The KITE is a conceptual framework for understanding environment 
and development issues which recognizes both social and 
environmental agents in the land use systems.  The examples are 
drawn from a pilot study in Rwanda. 

	The activities which might be facilitated using GIS can be 
characterized by three levels of sophistication:  description, 
inference, and modeling.  Each level of sophistication requires a 
commensurate level of spatial data integration.  Description 
includes the activities described as exploratory data analysis by 
Tukey (1977).  This involves the identification of spatial and 
statistical trends and patterns in data, and at its simplest 
involves the creation of map displays.  More sophisticated 
description may be required for the identification of underlying 
statistical spatial patterns.  Description may require no data 
integration.  Inference refers to the confirmation or refutation 
of hypotheses which are developed out of some theoretical model. 
Clearly, the hypotheses, and by extension the theories, which GIS 
can provide inferential support for must be spatial in nature. 
That is, the theory must suggest a geographical pattern as a 
result of its basic tenets.  Many theories of land use and land 
use change are fundamentally geographical.  Inference may only 
require loose integration of social and environmental data, more 
on this point later.  Finally, modeling is an activity which 
involves prediction.  The existence of supported alternative 
hypotheses which are based in theory allows for the extension of 
knowledge to unknown locations or future times.  As suggested 
implicitly by the KITE conceptual model, spatial models of the 
interactions between social and environmental systems must include 
feedbacks and multiple dynamic interactions to provide successful 
predictions (Campbell and Olson 1991).  Therefore, effective 
modeling and prediction requires the full integration of social 
and environmental data.

	The present problem might be characterized as a "poorly-
structured problem" (DeMan 1988).  The specific questions are not 
known.  Many possible questions exist.  The answers to the variety 
of questions might be addressed through description, inferential 
analysis, modeling, and/or a combination of the three.  In such an 
instance, flexibility of data formats and management routines is a 
central issue.  It is important that the possibility for the most 
sophisticated types of analyses be maintained.

	Implementation of integrated social and environmental data 
sets ought to be constrained to existing, and possibly 
inexpensive, software systems and data structures given the 
requirement of technology transfer to developing countries.  By 
necessity, spatial representations of societal and environmental 
interactions are assumed realizable within the framework of the 
KITE.  However, the author recognizes that many relationships 
(e.g., power relationships, household interactions, and farmer 
perceptions) are not easily characterized spatially.  Analyses of 
such relationships may not be appropriate within the GIS context, 
though interpretation of spatial patterns should address such 
issues.


Data Integration Issues

	SOCIETAL AND ENVIRONMENTAL DATA ARE COLLECTED FOR DIFFERENT PURPOSES, 
at different scales, and with different underlying assumptions 
about the nature of the phenomena.  The subjects of environmental 
data often exhibit continuous spatial variation (e.g., elevation, 
soils, precipitation, and temperature).  Social phenomena tend to 
be more spatially discrete (e.g., people, farms, and political 
units).  Exceptions to these generalizations include population 
density, a continuous social variable, and land cover type, a 
discrete environmental variable.
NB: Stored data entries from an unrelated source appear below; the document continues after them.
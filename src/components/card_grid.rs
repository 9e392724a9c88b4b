use crossterm::event::KeyCode;
use ratatui::{
    layout::{Alignment, Constraint, Layout, Rect},
    style::{Modifier, Style},
    text::{Line, Span},
    widgets::{Block, Borders, Paragraph},
    Frame,
};
use tui_dispatch::EventKind;

use super::{
    comma_list, Component, ACCENT_GOLD, ACCENT_RED, ACCENT_TEAL, BG_HIGHLIGHT, BG_PANEL,
    TEXT_DIM, TEXT_MAIN, TEXT_MUTED,
};
use crate::action::Action;
use crate::collection::CaughtStore;
use crate::state::PokemonDetail;

/// Rows taken by one card, borders included.
pub const CARD_HEIGHT: u16 = 7;

/// Responsive grid of Pokemon cards with a keyboard cursor.
#[derive(Default)]
pub struct CardGrid;

pub struct CardGridProps<'a> {
    pub cards: &'a [PokemonDetail],
    pub cursor: usize,
    pub columns: usize,
    pub caught: &'a CaughtStore,
    /// Cards come from the caught collection: Release instead of Catch.
    pub collection_view: bool,
    pub empty_text: &'a str,
    pub is_focused: bool,
}

impl Component<Action> for CardGrid {
    type Props<'a> = CardGridProps<'a>;

    fn handle_event(
        &mut self,
        event: &EventKind,
        props: Self::Props<'_>,
    ) -> impl IntoIterator<Item = Action> {
        if !props.is_focused {
            return None;
        }
        let EventKind::Key(key) = event else {
            return None;
        };
        let columns = props.columns.max(1) as i16;
        let card = props.cards.get(props.cursor);
        match key.code {
            KeyCode::Left | KeyCode::Char('h') => Some(Action::CursorMove(-1)),
            KeyCode::Right | KeyCode::Char('l') => Some(Action::CursorMove(1)),
            KeyCode::Up | KeyCode::Char('k') => Some(Action::CursorMove(-columns)),
            KeyCode::Down | KeyCode::Char('j') => Some(Action::CursorMove(columns)),
            KeyCode::Enter | KeyCode::Char('d') => card.cloned().map(Action::DetailShow),
            KeyCode::Char('c') if !props.collection_view => {
                card.cloned().map(Action::PokemonCatch)
            }
            KeyCode::Char('x') | KeyCode::Char('r') if props.collection_view => {
                card.map(|pokemon| Action::PokemonRelease(pokemon.id))
            }
            _ => None,
        }
    }

    fn render(&mut self, frame: &mut Frame, area: Rect, props: Self::Props<'_>) {
        if props.cards.is_empty() {
            let text = Paragraph::new(props.empty_text)
                .alignment(Alignment::Center)
                .style(Style::default().fg(TEXT_DIM));
            frame.render_widget(text, area);
            return;
        }

        let columns = props.columns.max(1);
        let visible_rows = (area.height / CARD_HEIGHT).max(1) as usize;
        let cursor_row = props.cursor / columns;
        let first_row = (cursor_row + 1).saturating_sub(visible_rows);

        let rows =
            Layout::vertical(vec![Constraint::Length(CARD_HEIGHT); visible_rows]).split(area);
        let column_constraints = vec![Constraint::Ratio(1, columns as u32); columns];

        for (row_index, row_area) in rows.iter().enumerate() {
            let start = (first_row + row_index) * columns;
            if start >= props.cards.len() {
                break;
            }
            let cells = Layout::horizontal(column_constraints.clone()).split(*row_area);
            for (offset, cell) in cells.iter().enumerate() {
                let index = start + offset;
                let Some(pokemon) = props.cards.get(index) else {
                    break;
                };
                let card = Card {
                    pokemon,
                    selected: index == props.cursor,
                    caught: props.caught.contains(pokemon.id),
                    collection_view: props.collection_view,
                };
                card.render(frame, *cell);
            }
        }
    }
}

struct Card<'a> {
    pokemon: &'a PokemonDetail,
    selected: bool,
    caught: bool,
    collection_view: bool,
}

impl Card<'_> {
    fn render(&self, frame: &mut Frame, area: Rect) {
        let (border, bg) = if self.selected {
            (Style::default().fg(ACCENT_TEAL), BG_HIGHLIGHT)
        } else {
            (Style::default().fg(TEXT_DIM), BG_PANEL)
        };
        let mut title = vec![Span::styled(
            format!(" {} ", self.pokemon.name),
            Style::default().fg(TEXT_MAIN).add_modifier(Modifier::BOLD),
        )];
        if self.caught && !self.collection_view {
            title.push(Span::styled("* ", Style::default().fg(ACCENT_GOLD)));
        }
        let block = Block::default()
            .borders(Borders::ALL)
            .title(Line::from(title))
            .title_bottom(Line::from(format!(" #{} ", self.pokemon.id)).right_aligned())
            .border_style(border)
            .style(Style::default().bg(bg).fg(TEXT_MAIN));

        let mut lines = card_lines(self.pokemon);
        lines.push(self.actions_line());
        frame.render_widget(Paragraph::new(lines).block(block), area);
    }

    fn actions_line(&self) -> Line<'static> {
        let key = Style::default().fg(ACCENT_TEAL).add_modifier(Modifier::BOLD);
        let label = Style::default().fg(TEXT_DIM);
        if self.collection_view {
            Line::from(vec![
                Span::styled("x", Style::default().fg(ACCENT_RED).add_modifier(Modifier::BOLD)),
                Span::styled(" Release  ", label),
                Span::styled("d", key),
                Span::styled(" Detail", label),
            ])
        } else {
            Line::from(vec![
                Span::styled("c", key),
                Span::styled(" Catch  ", label),
                Span::styled("d", key),
                Span::styled(" Detail", label),
            ])
        }
    }
}

/// Type, abilities and sprite rows shared by every card layout.
pub(crate) fn card_lines(pokemon: &PokemonDetail) -> Vec<Line<'static>> {
    let label = Style::default().fg(TEXT_DIM);
    vec![
        Line::from(vec![
            Span::styled("Type: ", label),
            Span::raw(comma_list(&pokemon.type_names())),
        ]),
        Line::from(vec![
            Span::styled("Abilities: ", label),
            Span::raw(comma_list(&pokemon.ability_names())),
        ]),
        match pokemon.sprite_url() {
            Some(url) => Line::from(Span::styled(url.to_string(), Style::default().fg(TEXT_MUTED))),
            None => Line::from(Span::styled("[no sprite]", Style::default().fg(TEXT_MUTED))),
        },
    ]
}

#[cfg(test)]
mod tests {
    use super::*;
    use crate::state::{AbilitySlot, NamedRef, Sprites, TypeSlot};
    use tui_dispatch::testing::*;

    fn mon(id: u32, name: &str) -> PokemonDetail {
        PokemonDetail {
            id,
            name: name.to_string(),
            sprites: Sprites {
                front_default: Some(format!("https://img/{id}.png")),
            },
            types: vec![TypeSlot {
                type_info: NamedRef {
                    name: "electric".into(),
                },
            }],
            abilities: vec![
                AbilitySlot {
                    ability: NamedRef {
                        name: "static".into(),
                    },
                },
                AbilitySlot {
                    ability: NamedRef {
                        name: "lightning-rod".into(),
                    },
                },
            ],
            stats: Vec::new(),
        }
    }

    fn props<'a>(cards: &'a [PokemonDetail], caught: &'a CaughtStore) -> CardGridProps<'a> {
        CardGridProps {
            cards,
            cursor: 0,
            columns: 2,
            caught,
            collection_view: false,
            empty_text: "nothing here",
            is_focused: true,
        }
    }

    #[test]
    fn test_vertical_move_steps_a_row() {
        let cards = vec![mon(1, "a"), mon(2, "b"), mon(3, "c")];
        let caught = CaughtStore::default();
        let mut grid = CardGrid;
        let actions: Vec<_> = grid
            .handle_event(&EventKind::Key(key("j")), props(&cards, &caught))
            .into_iter()
            .collect();
        actions.assert_first(Action::CursorMove(2));
    }

    #[test]
    fn test_catch_uses_cursor_card() {
        let cards = vec![mon(1, "a"), mon(25, "pikachu")];
        let caught = CaughtStore::default();
        let mut grid = CardGrid;
        let actions: Vec<_> = grid
            .handle_event(
                &EventKind::Key(key("c")),
                CardGridProps {
                    cursor: 1,
                    ..props(&cards, &caught)
                },
            )
            .into_iter()
            .collect();
        actions.assert_first(Action::PokemonCatch(mon(25, "pikachu")));
    }

    #[test]
    fn test_release_only_in_collection() {
        let cards = vec![mon(25, "pikachu")];
        let caught = CaughtStore::default();
        let mut grid = CardGrid;

        let actions: Vec<_> = grid
            .handle_event(&EventKind::Key(key("x")), props(&cards, &caught))
            .into_iter()
            .collect();
        actions.assert_empty();

        let actions: Vec<_> = grid
            .handle_event(
                &EventKind::Key(key("x")),
                CardGridProps {
                    collection_view: true,
                    ..props(&cards, &caught)
                },
            )
            .into_iter()
            .collect();
        actions.assert_first(Action::PokemonRelease(25));
    }

    #[test]
    fn test_render_card_fields() {
        let cards = vec![mon(25, "pikachu"), mon(26, "raichu")];
        let caught = CaughtStore::default();
        let mut render = RenderHarness::new(100, CARD_HEIGHT);
        let mut grid = CardGrid;
        let output = render.render_to_string_plain(|frame| {
            grid.render(frame, frame.area(), props(&cards, &caught));
        });

        assert!(output.contains("pikachu"));
        assert!(output.contains("raichu"));
        assert!(output.contains("Type: electric"));
        assert!(output.contains("Abilities: static, lightning-rod"));
        assert!(output.contains("Catch"));
    }

    #[test]
    fn test_render_empty_text() {
        let caught = CaughtStore::default();
        let mut render = RenderHarness::new(40, 5);
        let mut grid = CardGrid;
        let output = render.render_to_string_plain(|frame| {
            grid.render(frame, frame.area(), props(&[], &caught));
        });
        assert!(output.contains("nothing here"));
    }
}
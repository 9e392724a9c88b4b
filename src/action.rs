//! Actions: user intents from the screen and results from effect tasks

use schemars::JsonSchema;
use serde::{Deserialize, Serialize};

use crate::state::{CatalogPage, PokemonDetail};

#[derive(tui_dispatch::Action, Clone, Debug, PartialEq, Serialize, Deserialize, JsonSchema)]
#[action(infer_categories)]
pub enum Action {
    /// Enter browse mode on page 1 and fetch it
    Init,

    // ===== Catalog category =====
    /// Re-fetch the current browse page
    CatalogFetch,
    CatalogDidLoad { generation: u64, page: CatalogPage },
    CatalogDidError { generation: u64, error: String },
    CatalogPageSet(u32),
    CatalogPageNext,
    CatalogPagePrev,

    // ===== Search category =====
    SearchStart,
    SearchCancel,
    SearchInput(char),
    SearchBackspace,
    SearchSubmit,
    SearchDidLoad { generation: u64, pokemon: PokemonDetail },
    SearchDidNotFind { generation: u64, name: String },
    SearchDidError { generation: u64, error: String },
    /// Leave search mode and reload the browse page
    SearchBack,

    // ===== Collection category =====
    CollectionToggle,
    CollectionPageSet(u32),
    CollectionPageNext,
    CollectionPagePrev,

    // ===== Pokemon category =====
    PokemonCatch(PokemonDetail),
    PokemonRelease(u32),

    // ===== Cursor / detail / message =====
    CursorMove(i16),
    CursorSelect(usize),
    DetailShow(PokemonDetail),
    DetailClose,
    MessageDismiss,

    // ===== UI category =====
    UiTerminalResize(u16, u16),
    Render,

    Quit,
}
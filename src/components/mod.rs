pub mod card_grid;
pub mod catalog_screen;
pub mod detail_card;
pub mod detail_modal;
pub mod message_popup;
pub mod pagination_bar;
pub mod search_bar;

// Re-export core Component trait
pub use tui_dispatch::Component;

pub use card_grid::{CardGrid, CardGridProps, CARD_HEIGHT};
pub use catalog_screen::{CatalogScreen, CatalogScreenProps};
pub use detail_card::{DetailCard, DetailCardProps};
pub use detail_modal::{DetailModal, DetailModalProps};
pub use message_popup::{MessagePopup, MessagePopupProps};
pub use pagination_bar::{PaginationBar, PaginationBarProps};
pub use search_bar::{SearchBar, SearchBarProps};

use ratatui::style::Color;

pub(crate) const BG_BASE: Color = Color::Rgb(12, 18, 28);
pub(crate) const BG_PANEL: Color = Color::Rgb(20, 32, 46);
pub(crate) const BG_HIGHLIGHT: Color = Color::Rgb(28, 92, 110);
pub(crate) const TEXT_MAIN: Color = Color::Rgb(232, 242, 244);
pub(crate) const TEXT_DIM: Color = Color::Rgb(176, 195, 207);
pub(crate) const TEXT_MUTED: Color = Color::Rgb(90, 104, 116);
pub(crate) const ACCENT_TEAL: Color = Color::Rgb(72, 204, 184);
pub(crate) const ACCENT_GOLD: Color = Color::Rgb(228, 176, 88);
pub(crate) const ACCENT_RED: Color = Color::Rgb(226, 92, 92);

/// `a, b, c`, or a dash when there is nothing to list.
pub(crate) fn comma_list(items: &[&str]) -> String {
    if items.is_empty() {
        "-".to_string()
    } else {
        items.join(", ")
    }
}
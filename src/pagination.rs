//! Page math shared by the browse listing and the caught collection

/// Pokemon per page of the remote listing.
pub const ITEMS_PER_PAGE: u32 = 20;

/// Pokemon per page of the caught collection.
pub const CAUGHT_ITEMS_PER_PAGE: u32 = 10;

/// One slot in the pagination bar.
#[derive(Clone, Copy, Debug, PartialEq, Eq)]
pub enum PageItem {
    Prev { enabled: bool },
    Ellipsis,
    Page { number: u32, active: bool },
    Next { enabled: bool },
}

/// `ceil(count / per_page)`, zero when there is nothing to show.
pub fn total_pages(count: u32, per_page: u32) -> u32 {
    if per_page == 0 {
        return 0;
    }
    count.div_ceil(per_page)
}

/// Listing offset for a 1-based page number. Saturates instead of wrapping.
pub fn page_offset(page: u32, per_page: u32) -> u32 {
    page.saturating_sub(1).saturating_mul(per_page)
}

/// The items that fall on a 1-based page. Out-of-range pages are empty.
pub fn page_slice<T>(items: &[T], page: u32, per_page: u32) -> &[T] {
    let start = page_offset(page, per_page) as usize;
    if page == 0 || start >= items.len() {
        return &[];
    }
    let end = (start + per_page as usize).min(items.len());
    &items[start..end]
}

/// Clamp a cursor into `[1, max(total, 1)]`.
pub fn clamp_page(page: u32, total: u32) -> u32 {
    page.clamp(1, total.max(1))
}

/// Pagination window: neighbours of the current page, collapsing the rest
/// into an ellipsis on either side.
pub fn page_window(current: u32, total: u32) -> Vec<PageItem> {
    let mut items = vec![PageItem::Prev {
        enabled: current > 1,
    }];
    if current > 2 {
        items.push(PageItem::Ellipsis);
    }
    if current > 1 {
        items.push(PageItem::Page {
            number: current - 1,
            active: false,
        });
    }
    items.push(PageItem::Page {
        number: current,
        active: true,
    });
    if current < total {
        items.push(PageItem::Page {
            number: current + 1,
            active: false,
        });
    }
    if current + 1 < total {
        items.push(PageItem::Ellipsis);
    }
    items.push(PageItem::Next {
        enabled: current < total,
    });
    items
}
The differences and perceived 
differences between social and environmental phenomena have 
resulted in mapped data which are sometimes incompatible.  In 
every case, however, the variable is discretized to a finite set 
of spatial units.
	Geographical data are comprised of spatial (where) and 
attribute (what) information.  Any data integration scheme, no 
matter how involved, must include methods for managing each of 
these components.  There are several standard approaches to 
managing spatial and attribute data.  The most common spatial data 
structures include raster and vector (Fig. 1).  Raster is a 
regular geometric tessellation (a grid), whereas vector abstracts 
geographic objects as points, lin


es or areas.  Attribute data can be managed as layers (Fig. 2) which are 
stored in seperate files (called the file processing approach) or through the 
use of a database management system (DBMS).  Relational databases have been 
used for over a decade to manage spatial and attribute information through the 
use of data tables which are related through common identifiers (Aronoff 
1987). 


Figure 1.  Raster and vector and vector data models (Aronoff 1989; p. 164)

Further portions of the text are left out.